Oh DID, I'm so sorry to hear of your loss.







My heart goes out to you and your family.








Willow Rebecca


----------



## pottermama (Jun 14, 2006)

I am so sorry!







: My thoughts are with you and your family. Take care of yourself.







:


----------



## chrissy (Jun 5, 2002)

i am so sorry mama.


----------



## Amydoula (Jun 20, 2004)

I am so so sorry for your loss. You are in my thoughts today.


----------



## skybluepink02 (Nov 9, 2005)

I'm so sorry DID


----------



## apmama2myboo (Mar 30, 2005)

Dreams, I am so very sorry for your loss. please take care of yourself and let those around you do the same.







s


----------



## QueenOfTheMeadow (Mar 25, 2005)

I'm so very sorry for your loss.
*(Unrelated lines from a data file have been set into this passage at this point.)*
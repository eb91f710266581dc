//! Pass diagnostics and the report handed back to the converter driver.
//!
//! Every declined or failed rewrite is attributable to one node and one rule.
//! [`Diagnostic`] carries that attribution in structured fields for JSON
//! output and renders as one human-readable line for conversion logs.

use std::fmt;

use serde::{Deserialize, Serialize};

use opmerge_core::NodeId;

/// What went wrong for a node.
#[derive(Debug, Clone, Copy, PartialEq, Eq, Serialize, Deserialize)]
#[serde(rename_all = "snake_case")]
pub enum DiagnosticKind {
    /// The rule matched but its rewrite still declined when the pass reached
    /// its fixpoint. The node was not converted.
    Declined,
    /// The rule broke its contract for this node. The node was skipped for
    /// the rest of the pass.
    InvariantViolation,
}

impl fmt::Display for DiagnosticKind {
    fn fmt(&self, f: &mut fmt::Formatter<'_>) -> fmt::Result {
        match self {
            DiagnosticKind::Declined => f.write_str("declined"),
            DiagnosticKind::InvariantViolation => f.write_str("invariant violation"),
        }
    }
}

/// A per-node conversion problem.
#[derive(Debug, Clone, PartialEq, Eq, Serialize, Deserialize)]
pub struct Diagnostic {
    /// The node the rule was applied to.
    pub node: NodeId,
    /// That node's diagnostic name.
    pub node_name: String,
    /// Name of the rule that matched.
    pub rule: String,
    /// Package the pass was running.
    pub package: String,
    pub kind: DiagnosticKind,
    pub message: String,
}

impl fmt::Display for Diagnostic {
    fn fmt(&self, f: &mut fmt::Formatter<'_>) -> fmt::Result {
        write!(
            f,
            "{}: node '{}' ({}) rule '{}' in package '{}': {}",
            self.kind, self.node_name, self.node, self.rule, self.package, self.message
        )
    }
}

/// A successful rewrite, as recorded in the pass log.
#[derive(Debug, Clone, PartialEq, Eq, Serialize, Deserialize)]
pub struct AppliedRewrite {
    /// The node that was replaced (now retired).
    pub node: NodeId,
    pub node_name: String,
    pub rule: String,
    pub package: String,
    /// The replacement root that took over the node's consumers.
    pub replacement: NodeId,
    /// Scan in which the rewrite happened, starting at 1.
    pub iteration: usize,
}

impl fmt::Display for AppliedRewrite {
    fn fmt(&self, f: &mut fmt::Formatter<'_>) -> fmt::Result {
        write!(
            f,
            "node '{}' ({}) -> {} by rule '{}' in package '{}' (scan {})",
            self.node_name, self.node, self.replacement, self.rule, self.package, self.iteration
        )
    }
}

/// Outcome summary in the shape the converter driver reports.
#[derive(Debug, Clone, PartialEq, Eq)]
pub enum PassStatus {
    /// Every matched node converted.
    Success,
    /// `(node name, reason)` for every node left unconverted.
    Failed(Vec<(String, String)>),
}

/// Result of a completed merge pass.
#[derive(Debug, Clone, Default, PartialEq, Eq, Serialize, Deserialize)]
pub struct PassReport {
    pub package: String,
    /// Number of full scans performed, including the final no-change scan.
    pub iterations: usize,
    /// Successful rewrites in application order.
    pub applied: Vec<AppliedRewrite>,
    /// Declined-at-fixpoint and invariant-violation records.
    pub diagnostics: Vec<Diagnostic>,
}

impl PassReport {
    pub fn new(package: &str) -> Self {
        PassReport {
            package: package.to_string(),
            ..PassReport::default()
        }
    }

    /// Number of successful rewrites.
    pub fn rewrites(&self) -> usize {
        self.applied.len()
    }

    pub fn is_success(&self) -> bool {
        self.diagnostics.is_empty()
    }

    pub fn status(&self) -> PassStatus {
        if self.diagnostics.is_empty() {
            PassStatus::Success
        } else {
            PassStatus::Failed(
                self.diagnostics
                    .iter()
                    .map(|d| (d.node_name.clone(), format!("{}: {}", d.kind, d.message)))
                    .collect(),
            )
        }
    }

    /// Diagnostics of one kind.
    pub fn diagnostics_of(&self, kind: DiagnosticKind) -> impl Iterator<Item = &Diagnostic> + '_ {
        self.diagnostics.iter().filter(move |d| d.kind == kind)
    }
}

#[cfg(test)]
mod tests {
    use super::*;

    fn declined() -> Diagnostic {
        Diagnostic {
            node: NodeId::new(3, 7),
            node_name: "n2".into(),
            rule: "StridedSlice".into(),
            package: "TFExtra".into(),
            kind: DiagnosticKind::Declined,
            message: "input 1 is not const".into(),
        }
    }

    #[test]
    fn diagnostic_display() {
        insta::assert_snapshot!(
            declined().to_string(),
            @"declined: node 'n2' (3v7) rule 'StridedSlice' in package 'TFExtra': input 1 is not const"
        );
    }

    #[test]
    fn empty_report_is_success() {
        let report = PassReport::new("P");
        assert!(report.is_success());
        assert_eq!(report.status(), PassStatus::Success);
        assert_eq!(report.rewrites(), 0);
    }

    #[test]
    fn status_lists_unconverted_nodes() {
        let mut report = PassReport::new("TFExtra");
        report.diagnostics.push(declined());
        assert_eq!(
            report.status(),
            PassStatus::Failed(vec![(
                "n2".to_string(),
                "declined: input 1 is not const".to_string()
            )])
        );
        assert_eq!(report.diagnostics_of(DiagnosticKind::Declined).count(), 1);
        assert_eq!(
            report
                .diagnostics_of(DiagnosticKind::InvariantViolation)
                .count(),
            0
        );
    }

    #[test]
    fn diagnostic_kind_serializes_snake_case() {
        let json = serde_json::to_string(&DiagnosticKind::InvariantViolation).unwrap();
        assert_eq!(json, "\"invariant_violation\"");
    }
}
What a beautiful name you've chosen for your daughter.








Willow Rebecca


----------



## ColoradoMama (Nov 22, 2001)

Oh no! I'm so sorry. Please take care of yourself.


----------



## Aurora (May 1, 2002)

I am so very sorry! Be gentle with yourself.
















Willow Rebecca


----------



## momoftworedheads (Mar 6, 2003)

Mama I am so sorry. Remebering Willow Always. What a beautiful name.

PLease take care of yourself.

Light and love, Jen


----------



## perl (Jan 17, 2006)

Thinking of you and your family


----------



## so_blessed (Dec 24, 2007)

So sorry for your loss.


----------



## Phantaja (Oct 10, 2006)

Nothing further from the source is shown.